Changements importants : Les changements importants apportés au cours d'exercices antérieurs ou prévus, qui ont eu ou peuvent avoir une incidence sur l'unité vérifiable.

Autres facteurs : Les contraintes ou autres considérations pouvant avoir une influence sur les extrants de l'unité vérifiable ou sur son mode de fonctionnement.

Classement des risques : Les résultats de l'évaluation faite au cours des activités de vérification interne à propos des risques que cout l'unité vérifiable.

 

 

G – Modèle pour documenter l'évaluation des risques de la mission

Objectifs de l'entité vérifiée : Principaux objectifs de l'entité vérifiée, y compris ceux qui ne sont pas énoncés précisément mais qui découlent de l'obligation qu'a l'entité de rendre des comptes sur les résultats atteints et sur l'utilisation efficiente et efficace des ressources.

Principaux risques : Les événements ou circonstances pouvant sérieusement entraver les tentatives que fait l'entité vérifiée pour atteindre chaque objectif.

Incidence : Chaque risque est évalué pour savoir si son incidence sur l'atteinte des objectifs serait faible, moyenne ou importante, si le risque se concrétisait.

Probabilité : Chaque risque est évalué pour déterminer si la probabilité qu'il se concrétise est faible, moyenne ou élevée.

Exposition au risque : La vérification porte normalement sur les risques dont l'évaluation combinée de l'incidence et de la probabilité se situent au niveau moyen ou élevé.

Sommaire des principales considérations relatives aux contrôles : À partir de la planification de la mission, il faut consigner les processus de contrôle connus qui sont associés aux risques de niveau moyen ou élevé.
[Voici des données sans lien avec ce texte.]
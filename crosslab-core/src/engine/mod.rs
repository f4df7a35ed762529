//! Crossover engine: the simulator state machine and signal annotation.
//!
//! Data flow for one run:
//!
//! 1. `indicators::compute_moving_averages` augments the price series
//! 2. [`simulate`] scans the augmented series, one snapshot per bar
//! 3. [`annotate_signals`] turns the snapshot positions into buy/sell events

pub mod annotate;
pub mod simulator;
pub mod state;

pub use annotate::annotate_signals;
pub use simulator::{simulate, SimulationOutput};
pub use state::{
    classify_crossover, AveragePair, Crossover, SimulationConfig, SimulationState,
    DEFAULT_FAST_WINDOW, DEFAULT_INITIAL_CASH, DEFAULT_SLOW_WINDOW, MAX_INITIAL_CASH,
};
//! PriceBar: one trading day of OHLCV data.

use chrono::NaiveDate;
use serde::{Deserialize, Serialize};

/// Daily OHLCV bar for a single asset.
///
/// `date` is the unique key of the bar within a series.
#[derive(Debug, Clone, PartialEq, Serialize, Deserialize)]
pub struct PriceBar {
    pub date: NaiveDate,
    pub open: f64,
    pub high: f64,
    pub low: f64,
    pub close: f64,
    pub volume: u64,
}

impl PriceBar {
    /// Returns true if any OHLC field is NaN.
    pub fn is_void(&self) -> bool {
        self.open.is_nan() || self.high.is_nan() || self.low.is_nan() || self.close.is_nan()
    }

    /// Whether the close can be traded at: strictly positive and finite.
    pub fn has_tradable_close(&self) -> bool {
        self.close.is_finite() && self.close > 0.0
    }

    /// Basic OHLC sanity check: high >= low, high >= open, high >= close, etc.
    pub fn is_sane(&self) -> bool {
        if self.is_void() {
            return false;
        }
        self.high >= self.low
            && self.high >= self.open
            && self.high >= self.close
            && self.low <= self.open
            && self.low <= self.close
            && self.open > 0.0
            && self.close > 0.0
    }
}
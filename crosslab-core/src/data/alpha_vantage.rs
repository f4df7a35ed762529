//! Alpha Vantage daily price provider.
//!
//! Fetches `TIME_SERIES_DAILY` over blocking HTTP. Alpha Vantage reports
//! most failures as HTTP 200 with a diagnostic key in place of the series,
//! so the payload is inspected before parsing.

use super::circuit_breaker::CircuitBreaker;
use super::provider::{retain_range, DataProvider, DataSource, FetchResult, ProviderError};
use crate::domain::PriceBar;
use chrono::NaiveDate;
use serde_json::{Map, Value};
use std::sync::Arc;
use std::time::Duration;

const DEFAULT_BASE_URL: &str = "https://www.alphavantage.co/query";
const SERIES_KEY: &str = "Time Series (Daily)";

/// Compact responses hold the latest 100 trading days.
const COMPACT_TRADING_DAYS: i64 = 100;

/// How much history to request.
#[derive(Debug, Clone, Copy, PartialEq, Eq)]
pub enum OutputSize {
    Compact,
    Full,
}

impl OutputSize {
    pub fn as_str(&self) -> &'static str {
        match self {
            OutputSize::Compact => "compact",
            OutputSize::Full => "full",
        }
    }

    /// Compact if `start` falls within the last ~100 trading days before `today`.
    pub fn for_range(start: NaiveDate, today: NaiveDate) -> Self {
        // 100 trading days is roughly 140 calendar days.
        let calendar_days = COMPACT_TRADING_DAYS * 7 / 5;
        if (today - start).num_days() <= calendar_days {
            OutputSize::Compact
        } else {
            OutputSize::Full
        }
    }
}

pub struct AlphaVantageProvider {
    client: reqwest::blocking::Client,
    api_key: String,
    base_url: String,
    circuit_breaker: Arc<CircuitBreaker>,
    max_retries: u32,
    base_delay: Duration,
    full_history: bool,
}

impl AlphaVantageProvider {
    pub fn new(
        api_key: impl Into<String>,
        circuit_breaker: Arc<CircuitBreaker>,
    ) -> Result<Self, ProviderError> {
        let client = reqwest::blocking::Client::builder()
            .timeout(Duration::from_secs(30))
            .user_agent(concat!("crosslab/", env!("CARGO_PKG_VERSION")))
            .build()
            .map_err(|e| ProviderError::Other(format!("failed to build HTTP client: {e}")))?;

        Ok(Self {
            client,
            api_key: api_key.into(),
            base_url: DEFAULT_BASE_URL.to_string(),
            circuit_breaker,
            max_retries: 3,
            base_delay: Duration::from_millis(500),
            full_history: false,
        })
    }

    /// Point the provider at another endpoint (a proxy or a local stub).
    pub fn with_base_url(mut self, base_url: impl Into<String>) -> Self {
        self.base_url = base_url.into();
        self
    }

    pub fn with_retries(mut self, max_retries: u32, base_delay: Duration) -> Self {
        self.max_retries = max_retries;
        self.base_delay = base_delay;
        self
    }

    /// Allow `outputsize=full` for ranges older than the compact window.
    /// Free keys only get compact responses.
    pub fn with_full_history(mut self, enabled: bool) -> Self {
        self.full_history = enabled;
        self
    }

    pub fn output_size(&self, start: NaiveDate, today: NaiveDate) -> OutputSize {
        if self.full_history {
            OutputSize::for_range(start, today)
        } else {
            OutputSize::Compact
        }
    }

    fn query(&self, symbol: &str, size: OutputSize) -> [(&'static str, String); 4] {
        [
            ("function", "TIME_SERIES_DAILY".to_string()),
            ("symbol", symbol.to_string()),
            ("outputsize", size.as_str().to_string()),
            ("apikey", self.api_key.clone()),
        ]
    }

    /// Turn a decoded response body into bars, or the error it reports.
    pub fn parse_response(symbol: &str, body: &Value) -> Result<Vec<PriceBar>, ProviderError> {
        let object = body.as_object().ok_or_else(|| {
            ProviderError::ResponseFormatChanged("response is not a JSON object".into())
        })?;

        if let Some(msg) = object.get("Error Message") {
            tracing::debug!(symbol, message = %msg, "alpha vantage rejected symbol");
            return Err(ProviderError::SymbolNotFound {
                symbol: symbol.to_string(),
            });
        }
        for key in ["Note", "Information"] {
            if let Some(msg) = object.get(key) {
                let message = msg.as_str().unwrap_or_default().to_string();
                if message.to_ascii_lowercase().contains("premium") {
                    return Err(ProviderError::PremiumRequired(message));
                }
                return Err(ProviderError::RateLimited { message });
            }
        }

        let series = object
            .get(SERIES_KEY)
            .and_then(Value::as_object)
            .ok_or_else(|| {
                ProviderError::ResponseFormatChanged(format!("missing '{SERIES_KEY}' for {symbol}"))
            })?;

        let mut bars = series
            .iter()
            .map(|(date, row)| parse_row(date, row))
            .collect::<Result<Vec<_>, _>>()?;
        bars.sort_by_key(|b| b.date);

        if bars.is_empty() {
            return Err(ProviderError::SymbolNotFound {
                symbol: symbol.to_string(),
            });
        }
        Ok(bars)
    }

    fn fetch_with_retry(&self, symbol: &str, size: OutputSize) -> Result<Vec<PriceBar>, ProviderError> {
        if !self.circuit_breaker.is_allowed() {
            return Err(ProviderError::CircuitBreakerTripped);
        }

        let query = self.query(symbol, size);
        let mut last_error = None;

        for attempt in 0..=self.max_retries {
            if attempt > 0 {
                let delay = self.base_delay * 2u32.pow(attempt - 1);
                tracing::debug!(symbol, attempt, delay_ms = delay.as_millis() as u64, "retrying");
                std::thread::sleep(delay);
            }
            if !self.circuit_breaker.is_allowed() {
                return Err(ProviderError::CircuitBreakerTripped);
            }

            let resp = match self.client.get(&self.base_url).query(&query).send() {
                Ok(resp) => resp,
                Err(e) if e.is_connect() || e.is_timeout() => {
                    last_error = Some(ProviderError::NetworkUnreachable(e.to_string()));
                    continue;
                }
                Err(e) => return Err(ProviderError::NetworkUnreachable(e.to_string())),
            };

            let status = resp.status();
            if status == reqwest::StatusCode::UNAUTHORIZED || status == reqwest::StatusCode::FORBIDDEN {
                self.circuit_breaker.trip();
                return Err(ProviderError::AuthenticationRequired(format!(
                    "Alpha Vantage returned HTTP {status}"
                )));
            }
            if !status.is_success() {
                self.circuit_breaker.record_failure();
                last_error = Some(ProviderError::Other(format!("HTTP {status} for {symbol}")));
                continue;
            }

            let body: Value = resp.json().map_err(|e| {
                ProviderError::ResponseFormatChanged(format!("failed to decode response for {symbol}: {e}"))
            })?;

            match Self::parse_response(symbol, &body) {
                Ok(bars) => {
                    self.circuit_breaker.record_success();
                    return Ok(bars);
                }
                Err(e @ ProviderError::RateLimited { .. }) => {
                    tracing::warn!(symbol, error = %e, "alpha vantage throttled request");
                    self.circuit_breaker.record_failure();
                    last_error = Some(e);
                }
                Err(e) => return Err(e),
            }
        }

        Err(last_error.unwrap_or_else(|| ProviderError::Other("max retries exceeded".into())))
    }
}

fn parse_row(date: &str, row: &Value) -> Result<PriceBar, ProviderError> {
    let date = NaiveDate::parse_from_str(date, "%Y-%m-%d")
        .map_err(|e| ProviderError::ResponseFormatChanged(format!("bad date '{date}': {e}")))?;
    let row = row
        .as_object()
        .ok_or_else(|| ProviderError::ResponseFormatChanged(format!("row {date} is not an object")))?;

    let volume = field(row, "5. volume")
        .or_else(|_| field(row, "6. volume"))
        .and_then(|v| {
            v.parse::<u64>()
                .map_err(|e| ProviderError::ResponseFormatChanged(format!("bad volume on {date}: {e}")))
        })?;

    Ok(PriceBar {
        date,
        open: price(row, "1. open", date)?,
        high: price(row, "2. high", date)?,
        low: price(row, "3. low", date)?,
        close: price(row, "4. close", date)?,
        volume,
    })
}

fn field<'a>(row: &'a Map<String, Value>, key: &str) -> Result<&'a str, ProviderError> {
    row.get(key)
        .and_then(Value::as_str)
        .ok_or_else(|| ProviderError::ResponseFormatChanged(format!("missing field '{key}'")))
}

fn price(row: &Map<String, Value>, key: &str, date: NaiveDate) -> Result<f64, ProviderError> {
    field(row, key)?
        .parse::<f64>()
        .map_err(|e| ProviderError::ResponseFormatChanged(format!("bad '{key}' on {date}: {e}")))
}

impl DataProvider for AlphaVantageProvider {
    fn name(&self) -> &str {
        "alpha_vantage"
    }

    fn source(&self) -> DataSource {
        DataSource::AlphaVantage
    }

    fn fetch(
        &self,
        symbol: &str,
        start: NaiveDate,
        end: NaiveDate,
    ) -> Result<FetchResult, ProviderError> {
        let today = chrono::Local::now().date_naive();
        let size = self.output_size(start, today);
        tracing::info!(symbol, outputsize = size.as_str(), %start, %end, "fetching daily series");

        let mut bars = match self.fetch_with_retry(symbol, size) {
            Err(ProviderError::PremiumRequired(message)) if size == OutputSize::Full => {
                tracing::warn!(symbol, %message, "full history not available for this key, using compact");
                self.fetch_with_retry(symbol, OutputSize::Compact)?
            }
            other => other?,
        };
        retain_range(&mut bars, start, end);
        Ok(FetchResult {
            symbol: symbol.to_string(),
            bars,
            source: DataSource::AlphaVantage,
        })
    }

    fn is_available(&self) -> bool {
        self.circuit_breaker.is_allowed()
    }
}
fn column_err(name: &str, e: PolarsError) -> ProviderError {
    ProviderError::ParquetError(format!("{name} column: {e}"))
}

fn f64_column<'a>(df: &'a DataFrame, name: &str) -> Result<&'a Float64Chunked, ProviderError> {
    df.column(name)
        .and_then(|c| c.f64())
        .map_err(|e| column_err(name, e))
}

fn dataframe_to_bars(df: &DataFrame) -> Result<Vec<PriceBar>, ProviderError> {
    let date_ca = df
        .column("date")
        .and_then(|c| c.date())
        .map_err(|e| column_err("date", e))?;
    let open_ca = f64_column(df, "open")?;
    let high_ca = f64_column(df, "high")?;
    let low_ca = f64_column(df, "low")?;
    let close_ca = f64_column(df, "close")?;
    let vol_ca = df
        .column("volume")
        .and_then(|c| c.u64())
        .map_err(|e| column_err("volume", e))?;

    (0..df.height())
        .map(|i| {
            let date = date_ca
                .get(i)
                .and_then(|days| NaiveDate::from_num_days_from_ce_opt(days + UNIX_EPOCH_DAYS_FROM_CE))
                .ok_or_else(|| ProviderError::ParquetError(format!("null or invalid date at row {i}")))?;
            Ok(PriceBar {
                date,
                open: open_ca.get(i).unwrap_or(f64::NAN),
                high: high_ca.get(i).unwrap_or(f64::NAN),
                low: low_ca.get(i).unwrap_or(f64::NAN),
                close: close_ca.get(i).unwrap_or(f64::NAN),
                volume: vol_ca.get(i).unwrap_or(0),
            })
        })
        .collect()
}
Il est possible de faire une évaluation préliminaire ou de donner une opinion sur la capacité qu'a le contrôle d'atténuer correctement le risque. Cette évaluation détermine l'ampleur des sondages à faire. (On peut faire un renvoi à la documentation appuyant le repérage et l'évaluation.)

Inclusion dans la vérification : Énoncé indiquant si le risque doit ou non (peut ou non) être intégré dans les objectifs et la portée de la vérification.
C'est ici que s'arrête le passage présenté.